═══ Data for this task
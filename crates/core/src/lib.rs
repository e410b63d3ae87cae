//! apkforge Core - Step contract, orchestrator and shared types
//!
//! This crate provides the pieces every build step agrees on: the
//! [`BuildStep`] contract and its progress callback, the fail-fast
//! [`BuildOrchestrator`], the late-bound classpath handles shared between
//! steps, and the explicit [`PipelineConfig`].

pub mod classpath;
pub mod config;
pub mod error;
pub mod orchestrator;
pub mod step;

pub use classpath::{PathList, SharedArtifacts};
pub use config::{
    ManifestConfig, PipelineConfig, ResolverConfig, SdkConfig, SigningConfig, ToolchainConfig,
};
pub use error::{ForgeError, Result};
pub use orchestrator::BuildOrchestrator;
pub use step::{log_line, BuildCallback, BuildResult, BuildStep, CollectingCallback};

/// apkforge version
pub const VERSION: &str = env!("CARGO_PKG_VERSION");

/// Application name
pub const APP_NAME: &str = "apkforge";
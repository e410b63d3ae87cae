//! apkforge - on-device Android build pipeline
//!
//! Turns an Android project (manifest, resources, Java/Kotlin sources and
//! Maven dependency declarations) into a signed APK by driving the SDK
//! tools directly.
//!
//! ## Architecture
//!
//! - `apkforge-core`: step contract, orchestrator, shared classpath and configuration
//! - `apkforge-dependency-resolver`: declaration parsing and transitive Maven resolution
//! - `apkforge-manifest-manager`: AndroidManifest.xml merging and validation
//! - `apkforge-build-engine`: tool wrappers, AAR processing, APK assembly and signing

#![warn(clippy::all)]

pub mod commands;

// Re-export main components for library usage
pub use apkforge_build_engine as build;
pub use apkforge_core as core;
pub use apkforge_dependency_resolver as resolver;
pub use apkforge_manifest_manager as manifest;

/// Prelude module for convenient imports
pub mod prelude {
    pub use apkforge_build_engine::{standard, ProjectLayout};
    pub use apkforge_core::{
        BuildCallback, BuildOrchestrator, BuildResult, BuildStep, PipelineConfig, SharedArtifacts,
    };
    pub use apkforge_dependency_resolver::{DependencyCoordinate, DependencyResolver};
    pub use apkforge_manifest_manager::{ManifestOptions, ManifestProcessor};
}
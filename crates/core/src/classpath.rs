//! Late-bound path lists shared between steps
//!
//! The pipeline is assembled before anything runs, so steps that produce
//! jars (dependency resolution, AAR processing) and steps that consume them
//! (compilers, dexer, linker) share a cheap clone-able handle instead of a
//! value fixed at construction time.

use std::path::{Path, PathBuf};
use std::sync::Arc;

use parking_lot::RwLock;
use tracing::warn;

/// Ordered, de-duplicated list of paths behind a shared handle
#[derive(Debug, Clone, Default)]
pub struct PathList {
    inner: Arc<RwLock<Vec<PathBuf>>>,
}

impl PathList {
    pub fn new() -> Self {
        Self::default()
    }

    /// Append a path unless it is already present
    pub fn push(&self, path: impl Into<PathBuf>) {
        let path = path.into();
        let mut paths = self.inner.write();
        if !paths.contains(&path) {
            paths.push(path);
        }
    }

    pub fn extend<I, P>(&self, paths: I)
    where
        I: IntoIterator<Item = P>,
        P: Into<PathBuf>,
    {
        for path in paths {
            self.push(path);
        }
    }

    /// Replace the whole list
    pub fn replace<I, P>(&self, paths: I)
    where
        I: IntoIterator<Item = P>,
        P: Into<PathBuf>,
    {
        self.inner.write().clear();
        self.extend(paths);
    }

    pub fn snapshot(&self) -> Vec<PathBuf> {
        self.inner.read().clone()
    }

    pub fn contains(&self, path: &Path) -> bool {
        self.inner.read().iter().any(|p| p == path)
    }

    pub fn len(&self) -> usize {
        self.inner.read().len()
    }

    pub fn is_empty(&self) -> bool {
        self.inner.read().is_empty()
    }

    /// Join with the platform path separator
    pub fn join(&self) -> String {
        join_paths(&self.snapshot())
    }
}

/// Join paths with the platform separator (`:` on unix, `;` on windows).
///
/// Entries that themselves contain the separator cannot be represented and
/// are dropped with a warning.
pub fn join_paths(paths: &[PathBuf]) -> String {
    let joinable: Vec<&PathBuf> = paths
        .iter()
        .filter(|path| {
            let ok = std::env::join_paths([path.as_os_str()]).is_ok();
            if !ok {
                warn!("Leaving {:?} off the classpath: it contains the path separator", path);
            }
            ok
        })
        .collect();

    match std::env::join_paths(joinable) {
        Ok(joined) => joined.to_string_lossy().into_owned(),
        Err(e) => {
            warn!("Failed to join classpath: {}", e);
            String::new()
        }
    }
}

/// Handles written by producer steps and read by consumer steps
#[derive(Debug, Clone, Default)]
pub struct SharedArtifacts {
    /// Jar files for compilation and dexing
    pub classpath: PathList,
    /// Every resolved dependency file, jars and AARs alike
    pub resolved: PathList,
    /// Compiled resource archives (`.flata`) from libraries
    pub compiled_resources: PathList,
}

impl SharedArtifacts {
    pub fn new() -> Self {
        Self::default()
    }
}
//! Dependency Resolution
//!
//! Handles everything between a dependency declaration file and a classpath:
//! - Mixed-format declaration parsing and Gradle version catalogs
//! - POM parsing with parents, properties and dependencyManagement
//! - Remote repository download into a local Maven-layout cache
//! - Transitive, nearest-wins resolution and update checks

pub mod declaration;
pub mod metadata;
pub mod pom;
pub mod repository;
pub mod resolver;

pub use declaration::{
    parse_version_catalog, DependencyCoordinate, DependencyDeclarationParser, Exclusion,
    VERSION_CATALOG_FILE,
};
pub use metadata::{compare_versions, VersionIndex};
pub use pom::{Pom, PomDependency};
pub use repository::{LocalRepository, RepositoryClient, RepositoryLock};
pub use resolver::{DependencyResolver, Resolution, ResolvedArtifact};

use std::path::PathBuf;

/// Resolution errors
#[derive(Debug, thiserror::Error)]
pub enum ResolveError {
    #[error("Network error: {0}")]
    Network(#[from] reqwest::Error),
    #[error("IO error: {0}")]
    Io(#[from] std::io::Error),
    #[error("XML error: {0}")]
    Xml(#[from] quick_xml::Error),
    #[error("TOML parse error: {0}")]
    Toml(#[from] toml::de::Error),
    #[error("Invalid pattern: {0}")]
    Pattern(#[from] regex::Error),
    #[error("Configuration error: {0}")]
    Config(#[from] apkforge_core::ForgeError),
    #[error("Could not resolve {0} from any repository")]
    NotFound(String),
    #[error("Unsupported version range '{version}' for {coordinate}")]
    VersionRange { coordinate: String, version: String },
    #[error("Checksum mismatch for {0}")]
    ChecksumMismatch(String),
    #[error("Local repository {0:?} is locked by another resolution")]
    Locked(PathBuf),
}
══════
■ Task item ■
Your reply should consist of the records, copied exactly.

■ Answer area ■
filename crates/core/src/lib.rs
repository e410b63d3ae87cae
//! apkforge Core - Step contract, orchestrator and shared types
//!
//! This crate provides the pieces every build step agrees on: the
//! [`BuildStep`] contract and its progress callback, the fail-fast
//! [`BuildOrchestrator`], the late-bound classpath handles shared between
//! steps, and the explicit [`PipelineConfig`].

pub mod classpath;
pub mod config;
pub mod error;
pub mod orchestrator;
pub mod step;

pub use classpath::{PathList, SharedArtifacts};
pub use config::{
    ManifestConfig, PipelineConfig, ResolverConfig, SdkConfig, SigningConfig, ToolchainConfig,
};
pub use error::{ForgeError, Result};
pub use orchestrator::BuildOrchestrator;
pub use step::{log_line, BuildCallback, BuildResult, BuildStep, CollectingCallback};

/// apkforge version
pub const VERSION: &str = env!("CARGO_PKG_VERSION");

/// Application name
pub const APP_NAME: &str = "apkforge";
repository e410b63d3ae87cae
//! apkforge - on-device Android build pipeline
//!
//! Turns an Android project (manifest, resources, Java/Kotlin sources and
//! Maven dependency declarations) into a signed APK by driving the SDK
//! tools directly.
//!
//! ## Architecture
//!
//! - `apkforge-core`: step contract, orchestrator, shared classpath and configuration
//! - `apkforge-dependency-resolver`: declaration parsing and transitive Maven resolution
//! - `apkforge-manifest-manager`: AndroidManifest.xml merging and validation
//! - `apkforge-build-engine`: tool wrappers, AAR processing, APK assembly and signing

#![warn(clippy::all)]

pub mod commands;

// Re-export main components for library usage
pub use apkforge_build_engine as build;
pub use apkforge_core as core;
pub use apkforge_dependency_resolver as resolver;
pub use apkforge_manifest_manager as manifest;

/// Prelude module for convenient imports
pub mod prelude {
    pub use apkforge_build_engine::{standard, ProjectLayout};
    pub use apkforge_core::{
        BuildCallback, BuildOrchestrator, BuildResult, BuildStep, PipelineConfig, SharedArtifacts,
    };
    pub use apkforge_dependency_resolver::{DependencyCoordinate, DependencyResolver};
    pub use apkforge_manifest_manager::{ManifestOptions, ManifestProcessor};
}
filename crates/core/src/classpath.rs
//! Late-bound path lists shared between steps
//!
//! The pipeline is assembled before anything runs, so steps that produce
//! jars (dependency resolution, AAR processing) and steps that consume them
//! (compilers, dexer, linker) share a cheap clone-able handle instead of a
//! value fixed at construction time.

use std::path::{Path, PathBuf};
use std::sync::Arc;

use parking_lot::RwLock;
use tracing::warn;

/// Ordered, de-duplicated list of paths behind a shared handle
#[derive(Debug, Clone, Default)]
pub struct PathList {
    inner: Arc<RwLock<Vec<PathBuf>>>,
}

impl PathList {
    pub fn new() -> Self {
        Self::default()
    }

    /// Append a path unless it is already present
    pub fn push(&self, path: impl Into<PathBuf>) {
        let path = path.into();
        let mut paths = self.inner.write();
        if !paths.contains(&path) {
            paths.push(path);
        }
    }

    pub fn extend<I, P>(&self, paths: I)
    where
        I: IntoIterator<Item = P>,
        P: Into<PathBuf>,
    {
        for path in paths {
            self.push(path);
        }
    }

    /// Replace the whole list
    pub fn replace<I, P>(&self, paths: I)
    where
        I: IntoIterator<Item = P>,
        P: Into<PathBuf>,
    {
        self.inner.write().clear();
        self.extend(paths);
    }

    pub fn snapshot(&self) -> Vec<PathBuf> {
        self.inner.read().clone()
    }

    pub fn contains(&self, path: &Path) -> bool {
        self.inner.read().iter().any(|p| p == path)
    }

    pub fn len(&self) -> usize {
        self.inner.read().len()
    }

    pub fn is_empty(&self) -> bool {
        self.inner.read().is_empty()
    }

    /// Join with the platform path separator
    pub fn join(&self) -> String {
        join_paths(&self.snapshot())
    }
}

/// Join paths with the platform separator (`:` on unix, `;` on windows).
///
/// Entries that themselves contain the separator cannot be represented and
/// are dropped with a warning.
pub fn join_paths(paths: &[PathBuf]) -> String {
    let joinable: Vec<&PathBuf> = paths
        .iter()
        .filter(|path| {
            let ok = std::env::join_paths([path.as_os_str()]).is_ok();
            if !ok {
                warn!("Leaving {:?} off the classpath: it contains the path separator", path);
            }
            ok
        })
        .collect();

    match std::env::join_paths(joinable) {
        Ok(joined) => joined.to_string_lossy().into_owned(),
        Err(e) => {
            warn!("Failed to join classpath: {}", e);
            String::new()
        }
    }
}

/// Handles written by producer steps and read by consumer steps
#[derive(Debug, Clone, Default)]
pub struct SharedArtifacts {
    /// Jar files for compilation and dexing
    pub classpath: PathList,
    /// Every resolved dependency file, jars and AARs alike
    pub resolved: PathList,
    /// Compiled resource archives (`.flata`) from libraries
    pub compiled_resources: PathList,
}

impl SharedArtifacts {
    pub fn new() -> Self {
        Self::default()
    }
}
//! Dependency Resolution
//!
//! Handles everything between a dependency declaration file and a classpath:
//! - Mixed-format declaration parsing and Gradle version catalogs
//! - POM parsing with parents, properties and dependencyManagement
//! - Remote repository download into a local Maven-layout cache
//! - Transitive, nearest-wins resolution and update checks

pub mod declaration;
pub mod metadata;
pub mod pom;
pub mod repository;
pub mod resolver;

pub use declaration::{
    parse_version_catalog, DependencyCoordinate, DependencyDeclarationParser, Exclusion,
    VERSION_CATALOG_FILE,
};
pub use metadata::{compare_versions, VersionIndex};
pub use pom::{Pom, PomDependency};
pub use repository::{LocalRepository, RepositoryClient, RepositoryLock};
pub use resolver::{DependencyResolver, Resolution, ResolvedArtifact};

use std::path::PathBuf;

/// Resolution errors
#[derive(Debug, thiserror::Error)]
pub enum ResolveError {
    #[error("Network error: {0}")]
    Network(#[from] reqwest::Error),
    #[error("IO error: {0}")]
    Io(#[from] std::io::Error),
    #[error("XML error: {0}")]
    Xml(#[from] quick_xml::Error),
    #[error("TOML parse error: {0}")]
    Toml(#[from] toml::de::Error),
    #[error("Invalid pattern: {0}")]
    Pattern(#[from] regex::Error),
    #[error("Configuration error: {0}")]
    Config(#[from] apkforge_core::ForgeError),
    #[error("Could not resolve {0} from any repository")]
    NotFound(String),
    #[error("Unsupported version range '{version}' for {coordinate}")]
    VersionRange { coordinate: String, version: String },
    #[error("Checksum mismatch for {0}")]
    ChecksumMismatch(String),
    #[error("Local repository {0:?} is locked by another resolution")]
    Locked(PathBuf),
}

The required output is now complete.